The link between chronic inflammation and cancer development has lately gained extensive epidemiological and experimental support, particularly in organs like liver, stomach, colon, and lung. Although experimental models are available to study inflammation-driven tumorigenesis in the liver, stomach, and colon, no such models are available for lung cancer. Therefore, the objective of the present study is to develop a model for inflammation-driven lung tumorigenesis. A/J mice received four intraperitoneal injections (two doses/week) of the tobacco smoke carcinogen 4-(methylnitrosamino)-1-(3-pyridyl)-1-butanone (NNK) at a dose level of 50 mg/kg body weight. Beginning one week after the last dose of NNK, the mice were given weekly intranasal instillations of lipopolysaccharide (LPS, 10ug/mouse), a potent inflammation-inducing agent, until the end of the study at week 27. Upon termination of the study, tumors on the surface of the lung were counted, their size determined and histopathologically analyzed. Moreover, we analyzed alterations in the expression of inflammation- and tumorigenesis-related proteins and microRNAs (miRs) by Western immunoblotting and qRT-PCR, respectively. Chronic exposure NNK-treated mice to LPS increased the number and size of lung tumors (47.3 ± 11 tumors/mouse for the NNK plus LPS group versus 28 ± 8 tumors/mouse in the NNK only group).

Furthermore, lung tumors in the NNK plus LPS treated mice were significantly larger than the lung tumors of the mice challenged with NNK alone.
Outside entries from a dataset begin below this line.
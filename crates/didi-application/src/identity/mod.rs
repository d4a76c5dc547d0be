pub mod key_store;
pub mod signing;

pub use key_store::KeyStore;
pub use signing::{SigningKeyPair, verify_base64};
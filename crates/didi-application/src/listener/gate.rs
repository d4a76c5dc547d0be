//! Terminal ownership gate between the menu loop and sub-flows.

use std::sync::Arc;

use didi_core::session::{SessionState, SubflowKind};
use tokio::sync::watch;

/// Tracks whether a sub-flow currently owns the terminal.
///
/// The menu loop only prompts while the gate is `Idle`. Sub-flows take the
/// terminal with [`ListeningGate::enter`]; the returned guard hands it back
/// when dropped, on success, decline and error alike.
#[derive(Debug, Clone)]
pub struct ListeningGate {
    state: Arc<watch::Sender<SessionState>>,
}

impl Default for ListeningGate {
    fn default() -> Self {
        Self::new()
    }
}

impl ListeningGate {
    pub fn new() -> Self {
        let (state, _) = watch::channel(SessionState::Idle);
        Self { state: Arc::new(state) }
    }

    pub fn state(&self) -> SessionState {
        *self.state.borrow()
    }

    pub fn is_listening(&self) -> bool {
        self.state().is_listening()
    }

    /// Hands the terminal to a `kind` sub-flow until the guard is dropped.
    pub fn enter(&self, kind: SubflowKind) -> SubflowGuard {
        let previous = self.state.send_replace(SessionState::AwaitingSubflow(kind));
        tracing::debug!("[Gate] {} sub-flow started", kind);
        SubflowGuard {
            gate: self.clone(),
            kind,
            previous,
        }
    }

    /// Resolves once no sub-flow owns the terminal.
    pub async fn wait_idle(&self) {
        let mut receiver = self.state.subscribe();
        // The sender lives in `self`, so the channel cannot close here.
        let _ = receiver.wait_for(|state| !state.is_listening()).await;
    }

    /// Resolves once a sub-flow takes the terminal.
    pub async fn wait_listening(&self) {
        let mut receiver = self.state.subscribe();
        let _ = receiver.wait_for(SessionState::is_listening).await;
    }
}

/// Restores the gate's previous state when dropped.
#[must_use = "the sub-flow ends as soon as the guard is dropped"]
pub struct SubflowGuard {
    gate: ListeningGate,
    kind: SubflowKind,
    previous: SessionState,
}

impl Drop for SubflowGuard {
    fn drop(&mut self) {
        self.gate.state.send_replace(self.previous);
        tracing::debug!("[Gate] {} sub-flow finished", self.kind);
    }
}
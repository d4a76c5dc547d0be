//! Out-of-band invitation URL parsing.

use base64::Engine as _;
use base64::engine::general_purpose::{STANDARD, URL_SAFE_NO_PAD};
use didi_core::error::{DidiError, Result};
use serde::Deserialize;

/// Query parameters that may carry an encoded invitation.
const INVITATION_PARAMS: [&str; 3] = ["oob", "c_i", "d_m"];

#[derive(Debug, Clone, PartialEq, Eq)]
pub struct Invitation {
    pub label: Option<String>,
    /// Whether accepting the invitation starts a connection handshake.
    pub handshake: bool,
}

#[derive(Deserialize)]
struct InvitationBody {
    #[serde(default)]
    label: Option<String>,
    #[serde(default)]
    handshake_protocols: Option<Vec<String>>,
}

/// Parses an invitation URL such as `https://agent.example/?oob=eyJ...`.
pub fn parse_invitation_url(url: &str) -> Result<Invitation> {
    let query = url
        .split_once('?')
        .map(|(_, query)| query)
        .ok_or_else(|| DidiError::runtime(format!("Invitation URL has no query: {url}")))?;

    let (param, encoded) = query
        .split('&')
        .filter_map(|pair| pair.split_once('='))
        .find(|(key, _)| INVITATION_PARAMS.contains(key))
        .ok_or_else(|| DidiError::runtime("Invitation URL carries no oob, c_i or d_m parameter"))?;

    let json = decode_param(encoded)?;
    let body: InvitationBody = serde_json::from_slice(&json)?;

    // Legacy connection invitations always imply a handshake.
    let handshake = match param {
        "oob" => body.handshake_protocols.is_some_and(|p| !p.is_empty()),
        _ => true,
    };

    Ok(Invitation {
        label: body.label,
        handshake,
    })
}

fn decode_param(encoded: &str) -> Result<Vec<u8>> {
    let unescaped = encoded.replace("%3D", "=").replace("%3d", "=");
    let trimmed = unescaped.trim_end_matches('=');

    URL_SAFE_NO_PAD
        .decode(trimmed)
        .or_else(|_| STANDARD.decode(&unescaped))
        .map_err(DidiError::from)
}
//! In-process agent runtime.
//!
//! `LocalAgentRuntime` implements [`AgentRuntime`] on top of a file-backed
//! wallet. Handshakes complete locally, outbound basic messages are kept in an
//! outbox, and the `deliver_message` / `offer_credential` / `request_proof`
//! hooks raise the same events a remote peer would cause.

mod invitation;
mod wallet;

use std::collections::BTreeMap;
use std::sync::Arc;
use std::sync::atomic::{AtomicBool, Ordering};

use async_trait::async_trait;
use base64::Engine as _;
use base64::engine::general_purpose::STANDARD;
use chrono::Utc;
use didi_core::error::{DidiError, Result};
use didi_core::runtime::{
    AgentEvent, AgentRuntime, BasicMessageRecord, BasicMessageRole, ConnectionRecord, ConnectionState,
    CredentialAttribute, CredentialExchangeRecord, CredentialState, DidCreateOptions, DidRecord,
    ProofExchangeRecord, ProofState, RequestedAttribute, RuntimeFactory, SelectedAttribute,
    SelectedCredentials, WalletConfig,
};
use didi_core::storage::{RecordLookup, RecordStorage, StorageRecord};
use ed25519_dalek::{SigningKey, VerifyingKey};
use serde::Serialize;
use serde::de::DeserializeOwned;
use tokio::sync::{Mutex, broadcast};
use uuid::Uuid;

use crate::paths::DidiPaths;
use crate::storage::FileRecordStorage;

pub use invitation::{Invitation, parse_invitation_url};

const CONNECTION_CATEGORY: &str = "connection";
const CREDENTIAL_CATEGORY: &str = "credential_exchange";
const PROOF_CATEGORY: &str = "proof_exchange";
const DID_CATEGORY: &str = "did";
const IMPORTED_DID_CATEGORY: &str = "imported_did";
const RECORD_ATTR: &str = "record";

const EVENT_CAPACITY: usize = 64;

pub struct LocalAgentRuntime {
    label: String,
    storage: Arc<FileRecordStorage>,
    events: broadcast::Sender<AgentEvent>,
    outbox: Mutex<Vec<BasicMessageRecord>>,
    closed: AtomicBool,
}
#![allow(dead_code)]

use std::collections::VecDeque;
use std::sync::atomic::{AtomicUsize, Ordering};
use std::sync::{Arc, Mutex, OnceLock};

use async_trait::async_trait;
use base64::Engine as _;
use base64::engine::general_purpose::URL_SAFE_NO_PAD;
use didi_application::{Alice, ListeningGate};
use didi_core::config::DidiConfig;
use didi_core::error::{DidiError, Result};
use didi_core::prompt::{Prompter, Tone};
use didi_core::runtime::AgentRuntime;
use didi_core::session::SessionState;
use didi_infrastructure::{FileRecordStorage, LocalAgentRuntime};
use tempfile::TempDir;
use tokio::sync::Notify;

pub const ENDORSER_DID: &str = "did:indy:bcovrin:test:endorser";
pub const ENDORSER_SEED: &str = "000000000000000000000000Steward1";

/// One scripted operator answer.
#[derive(Debug, Clone)]
pub enum Answer {
    Select(&'static str),
    Input(&'static str),
    Confirm(bool),
}

/// Prompter that replays a fixed script and records everything displayed.
///
/// A prompt that does not match the next scripted answer, or arrives after
/// the script is exhausted, fails with a prompt error.
#[derive(Default)]
pub struct ScriptedPrompter {
    answers: Mutex<VecDeque<Answer>>,
    displayed: Mutex<Vec<(Tone, String)>>,
}

impl ScriptedPrompter {
    pub fn new(answers: impl IntoIterator<Item = Answer>) -> Arc<Self> {
        Arc::new(Self {
            answers: Mutex::new(answers.into_iter().collect()),
            displayed: Mutex::new(Vec::new()),
        })
    }

    pub fn displayed(&self) -> Vec<(Tone, String)> {
        self.displayed.lock().unwrap().clone()
    }

    pub fn lines(&self) -> Vec<String> {
        self.displayed().into_iter().map(|(_, line)| line).collect()
    }

    pub fn remaining(&self) -> usize {
        self.answers.lock().unwrap().len()
    }

    fn next(&self, title: &str) -> Result<Answer> {
        self.answers
            .lock()
            .unwrap()
            .pop_front()
            .ok_or_else(|| DidiError::prompt(format!("script exhausted at '{}'", title)))
    }
}

#[async_trait]
impl Prompter for ScriptedPrompter {
    async fn select(&self, title: &str, options: &[String]) -> Result<String> {
        match self.next(title)? {
            Answer::Select(choice) if options.iter().any(|o| o == choice) => Ok(choice.to_string()),
            other => Err(DidiError::prompt(format!(
                "'{}' offered {:?}, script had {:?}",
                title, options, other
            ))),
        }
    }

    async fn input(&self, title: &str) -> Result<String> {
        match self.next(title)? {
            Answer::Input(text) => Ok(text.to_string()),
            other => Err(DidiError::prompt(format!("'{}' expected input, script had {:?}", title, other))),
        }
    }

    async fn confirm(&self, title: &str) -> Result<bool> {
        match self.next(title)? {
            Answer::Confirm(yes) => Ok(yes),
            other => Err(DidiError::prompt(format!("'{}' expected confirm, script had {:?}", title, other))),
        }
    }

    fn display(&self, tone: Tone, text: &str) {
        self.displayed.lock().unwrap().push((tone, text.to_string()));
    }
}

pub fn config() -> DidiConfig {
    let mut config = DidiConfig::default();
    config.endorser.did = Some(ENDORSER_DID.to_string());
    config.endorser.seed = Some(ENDORSER_SEED.to_string());
    config
}

pub async fn open_runtime(temp_dir: &TempDir) -> Arc<LocalAgentRuntime> {
    let storage = FileRecordStorage::new(temp_dir.path().join("alice.toml"));
    Arc::new(LocalAgentRuntime::open("alice", storage, "secret").await.unwrap())
}

pub async fn build_alice(runtime: &Arc<LocalAgentRuntime>) -> Arc<Alice> {
    let runtime: Arc<dyn AgentRuntime> = runtime.clone();
    Arc::new(Alice::with_runtime("alice".to_string(), runtime, &config()).await.unwrap())
}

pub fn invitation_url() -> &'static str {
    static URL: OnceLock<String> = OnceLock::new();
    URL.get_or_init(|| {
        let json = r#"{"label":"Faber","handshake_protocols":["https://didcomm.org/didexchange/1.0"]}"#;
        format!("http://faber.example:9001?oob={}", URL_SAFE_NO_PAD.encode(json))
    })
}

/// Connects `alice` to the simulated peer and returns the connection id.
pub async fn connect(alice: &Alice) -> String {
    alice.accept_connection(invitation_url()).await.unwrap().id
}

pub fn sent_contents(messages: &[didi_core::runtime::BasicMessageRecord]) -> Vec<String> {
    messages.iter().map(|m| m.content.clone()).collect()
}

/// Scripted prompter for interleaving sub-flows with an open menu prompt.
///
/// The first menu prompt can be held open until the session abandons it, or
/// can run a hook before answering from the script. Confirmations can be held
/// open forever. Everything else is answered by the inner script.
pub struct HeldPrompter {
    script: Arc<ScriptedPrompter>,
    hold_first_menu: bool,
    hold_confirms: bool,
    first_menu_hook: Mutex<Option<Box<dyn FnOnce() + Send>>>,
    gate: OnceLock<ListeningGate>,
    menus_offered: AtomicUsize,
    menus_abandoned: Arc<AtomicUsize>,
    gate_at_menu: Mutex<Vec<SessionState>>,
    menu_opened: Notify,
}

/// Counts a held prompt as abandoned when its future is dropped.
struct AbandonedOnDrop(Arc<AtomicUsize>);

impl Drop for AbandonedOnDrop {
    fn drop(&mut self) {
        self.0.fetch_add(1, Ordering::SeqCst);
    }
}

impl HeldPrompter {
    fn with(answers: impl IntoIterator<Item = Answer>, hold_first_menu: bool, hold_confirms: bool) -> Arc<Self> {
        Arc::new(Self {
            script: ScriptedPrompter::new(answers),
            hold_first_menu,
            hold_confirms,
            first_menu_hook: Mutex::new(None),
            gate: OnceLock::new(),
            menus_offered: AtomicUsize::new(0),
            menus_abandoned: Arc::new(AtomicUsize::new(0)),
            gate_at_menu: Mutex::new(Vec::new()),
            menu_opened: Notify::new(),
        })
    }

    pub fn holding_first_menu(answers: impl IntoIterator<Item = Answer>) -> Arc<Self> {
        Self::with(answers, true, false)
    }

    pub fn scripted(answers: impl IntoIterator<Item = Answer>) -> Arc<Self> {
        Self::with(answers, false, false)
    }

    pub fn holding_confirms() -> Arc<Self> {
        Self::with([], false, true)
    }

    /// Records the gate state each time a menu is offered.
    pub fn watch_gate(&self, gate: ListeningGate) {
        let _ = self.gate.set(gate);
    }

    /// Runs `hook` inside the first menu prompt, before it is answered.
    pub fn on_first_menu(&self, hook: impl FnOnce() + Send + 'static) {
        *self.first_menu_hook.lock().unwrap() = Some(Box::new(hook));
    }

    /// Resolves once the first menu prompt is open.
    pub async fn menu_opened(&self) {
        self.menu_opened.notified().await;
    }

    pub fn menus_offered(&self) -> usize {
        self.menus_offered.load(Ordering::SeqCst)
    }

    pub fn menus_abandoned(&self) -> usize {
        self.menus_abandoned.load(Ordering::SeqCst)
    }

    pub fn gate_at_menu(&self) -> Vec<SessionState> {
        self.gate_at_menu.lock().unwrap().clone()
    }

    pub fn script(&self) -> &ScriptedPrompter {
        &self.script
    }
}

#[async_trait]
impl Prompter for HeldPrompter {
    async fn select(&self, title: &str, options: &[String]) -> Result<String> {
        if let Some(gate) = self.gate.get() {
            self.gate_at_menu.lock().unwrap().push(gate.state());
        }
        let first = self.menus_offered.fetch_add(1, Ordering::SeqCst) == 0;
        if first {
            self.menu_opened.notify_one();
            if self.hold_first_menu {
                let _abandoned = AbandonedOnDrop(self.menus_abandoned.clone());
                std::future::pending::<()>().await;
            }
            let hook = self.first_menu_hook.lock().unwrap().take();
            if let Some(hook) = hook {
                hook();
            }
        }
        self.script.select(title, options).await
    }

    async fn input(&self, title: &str) -> Result<String> {
        self.script.input(title).await
    }

    async fn confirm(&self, title: &str) -> Result<bool> {
        if self.hold_confirms {
            std::future::pending::<()>().await;
        }
        self.script.confirm(title).await
    }

    fn display(&self, tone: Tone, text: &str) {
        self.script.display(tone, text);
    }
}
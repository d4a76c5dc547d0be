//! Configuration model.

use std::path::PathBuf;

use serde::{Deserialize, Serialize};

use crate::error::{DidiError, Result};

/// Root configuration (`config.toml`).
#[derive(Debug, Clone, Default, PartialEq, Eq, Serialize, Deserialize)]
pub struct DidiConfig {
    #[serde(default)]
    pub agent: AgentConfig,
    #[serde(default)]
    pub endorser: EndorserConfig,
    #[serde(default)]
    pub storage: StorageConfig,
}

#[derive(Debug, Clone, PartialEq, Eq, Serialize, Deserialize)]
pub struct AgentConfig {
    #[serde(default = "default_label")]
    pub label: String,
    #[serde(default = "default_port")]
    pub port: u16,
    #[serde(default = "default_did_method")]
    pub did_method: String,
    #[serde(default = "default_did_namespace")]
    pub did_namespace: String,
}

fn default_label() -> String {
    "alice".to_string()
}

fn default_port() -> u16 {
    3006
}

fn default_did_method() -> String {
    "indy".to_string()
}

fn default_did_namespace() -> String {
    "bcovrin:test".to_string()
}

impl Default for AgentConfig {
    fn default() -> Self {
        Self {
            label: default_label(),
            port: default_port(),
            did_method: default_did_method(),
            did_namespace: default_did_namespace(),
        }
    }
}

/// Identity used once to endorse the agent's own DID.
#[derive(Debug, Clone, Default, PartialEq, Eq, Serialize, Deserialize)]
pub struct EndorserConfig {
    pub did: Option<String>,
    pub seed: Option<String>,
}

impl EndorserConfig {
    /// Returns `(did, seed)`, failing when either is absent or blank.
    pub fn require(&self) -> Result<(&str, &str)> {
        let did = self
            .did
            .as_deref()
            .filter(|v| !v.trim().is_empty())
            .ok_or_else(|| DidiError::config("endorser DID is not configured (DIDI_ENDORSER_DID)"))?;
        let seed = self
            .seed
            .as_deref()
            .filter(|v| !v.trim().is_empty())
            .ok_or_else(|| DidiError::config("endorser seed is not configured (DIDI_ENDORSER_SEED)"))?;
        Ok((did, seed))
    }
}

#[derive(Debug, Clone, Default, PartialEq, Eq, Serialize, Deserialize)]
pub struct StorageConfig {
    /// Overrides the platform data directory.
    pub data_dir: Option<PathBuf>,
}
Multiplicities of lung tumors in LPS-treated mice were similar to those mice given the vehicle. Multiplicities of the histopathological lesions pulmonary hyperplastic foci, adenoma, adenoma with dysplasia and adenocarcinoma in the NNK only group were 3.0 ± 1.2, 7.1 ± 2.9, 1.3 ± 1.1, and 0.3 ± 0.5/mouse, respectively. The corresponding frequencies of the lesions in the NNK plus LPS group were 3.1 ± 1.8, 11.8 ± 5.2, 3.9 ± 1.8, and 0.6 ± 0.7/mouse. Western immunoblotting studies showed that LPS exposure of NNK-treated mice enhanced activation of NF-kappaB, STAT3, and Akt but caused down-regulation of the tumor suppressor protein PTEN. Further, analyses of levels of five carcinogenesis-related microRNAs (miR-21, miR-146a, miR-150, miR-155 and miR-21, and miR-181b-1) showed increases in the expressions of miR-155 and miR-21. Levels of miR-155 and miR-21 were increased by 2.3-fold and 1.9-fold, respectively, in mice treated with NNK plus LPS group as compared to mice treated with NNK. Moreover, levels of miR-155 and miR-21 were increased by 10.5-fold and 4.7-fold, respectively, in LPS treated mice compared to vehicle-treated mice. In summary, our results demonstrate that LPS-induced chronic lung inflammation enhances lung tumorigenesis. This model could be a vey useful tool to understand the role inflammation in lung tumorigenesis and for identification of anti-inflammatory and lung cancer chemopreventive agents.

Citation Information: Cancer Prev Res 2011;4(10 Suppl):B41.